1.5 Transformers must not have side effects

An important guideline is to ensure that Transformers (intermediate processors) do not have any side effects. In other words, any modification to data within or outside the Hazelcast Platform must be made via Sinks only. Since transactions are only supported in Sinks and intermediate snapshots only record the state of the processor, therefore in case of a failure, it is impossible to roll back any modifications made by Transformers (intermediate processors).

To illustrate this further, let us consider a naïve payment processing flow:

Figure 4 Simple Payment Flow in a Pipeline

 

The above flow shows the processing of payment messages from a Kafka source. A single pipeline processes the complete message, for which the pipeline must call the external systems for the debits and credits. The flow also shows a modification to a Hazelcast Platform IMap. But as per the guideline above, we cannot have side effects in a Hazelcast Platform pipeline simply because a processor state held in a snapshot does not know the side effects of the step. For example, “Debiting Bank” may be a stateless API and, therefore, cannot be restored upon restoring a snapshot. Modifying an IMap can have many side effects, like listener events resulting in further actions or another pipeline feeding the map’s journal.

Creating a pipeline like the above is intuitive but can lead to duplicate payments during a failure recovery. Upon recovery, messages may be replayed that can lead to unknown errors at the “Debiting Bank” and the “Crediting Bank.” While the impact of replaying an IMap operation again can be gauged, and a compensation flow can be designed, that increases the complexity of the design.
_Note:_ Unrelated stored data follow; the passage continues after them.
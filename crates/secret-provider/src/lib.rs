//! SECRET Data Provider
//!
//! A Data Provider owns one private allele file. Once the Coordination
//! Server releases the rosters it:
//!
//! 1. generates one symmetric key per slot of every Compute Node
//! 2. verifies each node's evidence and seals the slot keys to its public key
//! 3. partitions the file across nodes by locus hash and encrypts every record
//! 4. synchronizes with the other providers
//! 5. streams each node's shard in bounded data frames
//!
//! # Example
//!
//! ```no_run
//! use secret_provider::{DataProvider, ProviderConfig};
//!
//! let config = ProviderConfig::load(std::path::Path::new("dpi.json")).unwrap();
//! let provider = DataProvider::bind(config).unwrap();
//! provider.run().unwrap();
//! ```

pub mod attestation;
pub mod config;
pub mod partition;
pub mod phenotype;
pub mod provider;
pub mod sender;

#[cfg(test)]
mod tests;

pub use attestation::{EvidenceVerifier, KeyDigestVerifier};
pub use config::ProviderConfig;
pub use partition::{
    inspect_allele_file, partition_file, shard_of, AlleleFileSummary, PartitionOutput,
};
pub use phenotype::{load_phenotype, phenotype_frames};
pub use provider::DataProvider;
pub use sender::data_frames;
1.6 What should be the Snapshot interval?

By default, the Hazelcast Platform takes a snapshot every 10 seconds. The best interval depends on the use case, as we must consider factors like latency requirements, network delays, frequency of input messages, transaction timeout of the external sinks, snapshot size of windowed aggregations, etc. Too large an interval will increase latency at the sink, but too small an interval will keep Hazelcast Platform busy with snapshots. An interval of less than 10 seconds and greater than 2 seconds may be a good starting point.

2. Key points

This article explains Hazelcast Platform pipelines and processing guarantees, helping developers build robust, fault-tolerant stream processing systems.
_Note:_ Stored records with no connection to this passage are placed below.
//! Cipher and digest primitives backed by OpenSSL.
//!
//! - [`SymmetricKey`]: AES-256-CBC key and IV, serialized as `key || iv`
//! - [`KeyPair`] / [`seal`]: RSA-2048 with OAEP (SHA-256)
//! - [`digest`]: SHA-256

use base64::engine::general_purpose::STANDARD;
use base64::Engine;
use openssl::encrypt::{Decrypter, Encrypter};
use openssl::hash::MessageDigest;
use openssl::pkey::{PKey, Private};
use openssl::rand::rand_bytes;
use openssl::rsa::{Padding, Rsa};
use openssl::symm::{self, Cipher};

use crate::error::{Result, SecretError};

pub const KEY_LEN: usize = 32;
pub const IV_LEN: usize = 16;
const RSA_BITS: u32 = 2048;

pub fn digest(data: &[u8]) -> [u8; 32] {
    openssl::sha::sha256(data)
}

/// Lowercase hex encoding.
pub fn to_hex(bytes: &[u8]) -> String {
    hex::encode(bytes)
}

/// Lowercase hex SHA-256 of `data`.
pub fn hex_digest(data: &[u8]) -> String {
    to_hex(&digest(data))
}

pub fn to_base64(data: &[u8]) -> String {
    STANDARD.encode(data)
}

pub fn from_base64(text: &str) -> Result<Vec<u8>> {
    Ok(STANDARD.decode(text.trim())?)
}

#[derive(Clone, PartialEq, Eq)]
pub struct SymmetricKey {
    key: [u8; KEY_LEN],
    iv: [u8; IV_LEN],
}

impl std::fmt::Debug for SymmetricKey {
    fn fmt(&self, f: &mut std::fmt::Formatter<'_>) -> std::fmt::Result {
        f.write_str("SymmetricKey(..)")
    }
}

impl SymmetricKey {
    /// Fresh key and IV from the OpenSSL CSPRNG.
    pub fn generate() -> Result<Self> {
        let mut key = [0u8; KEY_LEN];
        let mut iv = [0u8; IV_LEN];
        rand_bytes(&mut key)?;
        rand_bytes(&mut iv)?;
        Ok(Self { key, iv })
    }

    pub fn to_bytes(&self) -> Vec<u8> {
        let mut out = Vec::with_capacity(KEY_LEN + IV_LEN);
        out.extend_from_slice(&self.key);
        out.extend_from_slice(&self.iv);
        out
    }

    pub fn from_bytes(bytes: &[u8]) -> Result<Self> {
        if bytes.len() != KEY_LEN + IV_LEN {
            return Err(SecretError::Crypto(format!(
                "symmetric key material is {} bytes, expected {}",
                bytes.len(),
                KEY_LEN + IV_LEN
            )));
        }
        let mut key = [0u8; KEY_LEN];
        let mut iv = [0u8; IV_LEN];
        key.copy_from_slice(&bytes[..KEY_LEN]);
        iv.copy_from_slice(&bytes[KEY_LEN..]);
        Ok(Self { key, iv })
    }

    pub fn encrypt(&self, plaintext: &[u8]) -> Result<Vec<u8>> {
        Ok(symm::encrypt(
            Cipher::aes_256_cbc(),
            &self.key,
            Some(&self.iv),
            plaintext,
        )?)
    }

    pub fn decrypt(&self, ciphertext: &[u8]) -> Result<Vec<u8>> {
        Ok(symm::decrypt(
            Cipher::aes_256_cbc(),
            &self.key,
            Some(&self.iv),
            ciphertext,
        )?)
    }
}

/// RSA key pair held by a Compute Node.
pub struct KeyPair {
    pkey: PKey<Private>,
}

impl KeyPair {
    pub fn generate() -> Result<Self> {
        let rsa = Rsa::generate(RSA_BITS)?;
        Ok(Self {
            pkey: PKey::from_rsa(rsa)?,
        })
    }

    /// SubjectPublicKeyInfo PEM of the public half.
    pub fn public_pem(&self) -> Result<Vec<u8>> {
        Ok(self.pkey.public_key_to_pem()?)
    }

    /// Reverses [`seal`].
    pub fn open(&self, sealed: &[u8]) -> Result<Vec<u8>> {
        let mut decrypter = Decrypter::new(&self.pkey)?;
        decrypter.set_rsa_padding(Padding::PKCS1_OAEP)?;
        decrypter.set_rsa_oaep_md(MessageDigest::sha256())?;
        let mut out = vec![0u8; decrypter.decrypt_len(sealed)?];
        let len = decrypter.decrypt(sealed, &mut out)?;
        out.truncate(len);
        Ok(out)
    }
}

/// Encrypts `plaintext` for the holder of the PEM public key.
pub fn seal(public_pem: &[u8], plaintext: &[u8]) -> Result<Vec<u8>> {
    let pkey = PKey::public_key_from_pem(public_pem)?;
    let mut encrypter = Encrypter::new(&pkey)?;
    encrypter.set_rsa_padding(Padding::PKCS1_OAEP)?;
    encrypter.set_rsa_oaep_md(MessageDigest::sha256())?;
    let mut out = vec![0u8; encrypter.encrypt_len(plaintext)?];
    let len = encrypter.encrypt(plaintext, &mut out)?;
    out.truncate(len);
    Ok(out)
}

#[cfg(test)]
mod tests {
    use super::*;

    #[test]
    fn test_hex_digest_is_lowercase_sha256() {
        assert_eq!(to_hex(&[0x00, 0xab, 0x7f]), "00ab7f");
        assert_eq!(
            hex_digest(b"abc"),
            "ba7816bf8f01cfea414140de5dae2223b00361a396177a9cb410ff61f20015ad"
        );
    }

    #[test]
    fn test_symmetric_round_trip() {
        let key = SymmetricKey::generate().unwrap();
        let ciphertext = key.encrypt(b"0\t1\t2\tNA").unwrap();
        assert_ne!(ciphertext, b"0\t1\t2\tNA".to_vec());
        assert_eq!(key.decrypt(&ciphertext).unwrap(), b"0\t1\t2\tNA".to_vec());
    }

    #[test]
    fn test_symmetric_key_serialization() {
        let key = SymmetricKey::generate().unwrap();
        let bytes = key.to_bytes();
        assert_eq!(bytes.len(), KEY_LEN + IV_LEN);
        assert_eq!(SymmetricKey::from_bytes(&bytes).unwrap(), key);
        assert!(SymmetricKey::from_bytes(&bytes[1..]).is_err());
    }

    #[test]
    fn test_wrong_key_does_not_decrypt_plaintext() {
        let key = SymmetricKey::generate().unwrap();
        let other = SymmetricKey::generate().unwrap();
        let ciphertext = key.encrypt(b"private genotype values").unwrap();
        match other.decrypt(&ciphertext) {
            Ok(plain) => assert_ne!(plain, b"private genotype values".to_vec()),
            Err(_) => {}
        }
    }

    #[test]
    fn test_seal_and_open() {
        let pair = KeyPair::generate().unwrap();
        let pem = pair.public_pem().unwrap();
        let key = SymmetricKey::generate().unwrap();

        let sealed = seal(&pem, &key.to_bytes()).unwrap();
        let opened = pair.open(&sealed).unwrap();
        assert_eq!(SymmetricKey::from_bytes(&opened).unwrap(), key);
    }

    #[test]
    fn test_seal_rejects_garbage_pem() {
        assert!(seal(b"not a key", b"data").is_err());
    }

    #[test]
    fn test_base64_round_trip() {
        assert_eq!(from_base64(&to_base64(b"\x00\xffkey")).unwrap(), b"\x00\xffkey".to_vec());
    }
}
  • Pipelines: Real-time stream or batch processing consisting of sources, transformers, and sinks. These can be configured for fault tolerance.
  • Fault Tolerance: Hazelcast Platform pipelines can recover from system failures and resume processing from the last known successful state.
  • Processing Guarantees: Three options for configuring processing guarantees are discussed:
    • EXACTLY_ONCE: Ensures each message is sent to the sinks exactly once, even after system failures. Comes with performance costs.
    • AT_LEAST_ONCE: More performant, but messages may be sent to sinks multiple times. Requires idempotent sinks.
    • NONE: No guarantees provided.
  • Implementing Fault Tolerance: Achieved through asynchronous barrier snapshots.
  • Recovering from Failure: Pipelines can be restored from snapshots, and messages may be replayed.
  • Sources and Sinks: Play a crucial role in processing guarantees. Sources must be replayable or acknowledgeable; Sinks must participate in snapshotting or be idempotent.
  • Transformers: Must not have side effects as their state only captures internal processing, not external modifications.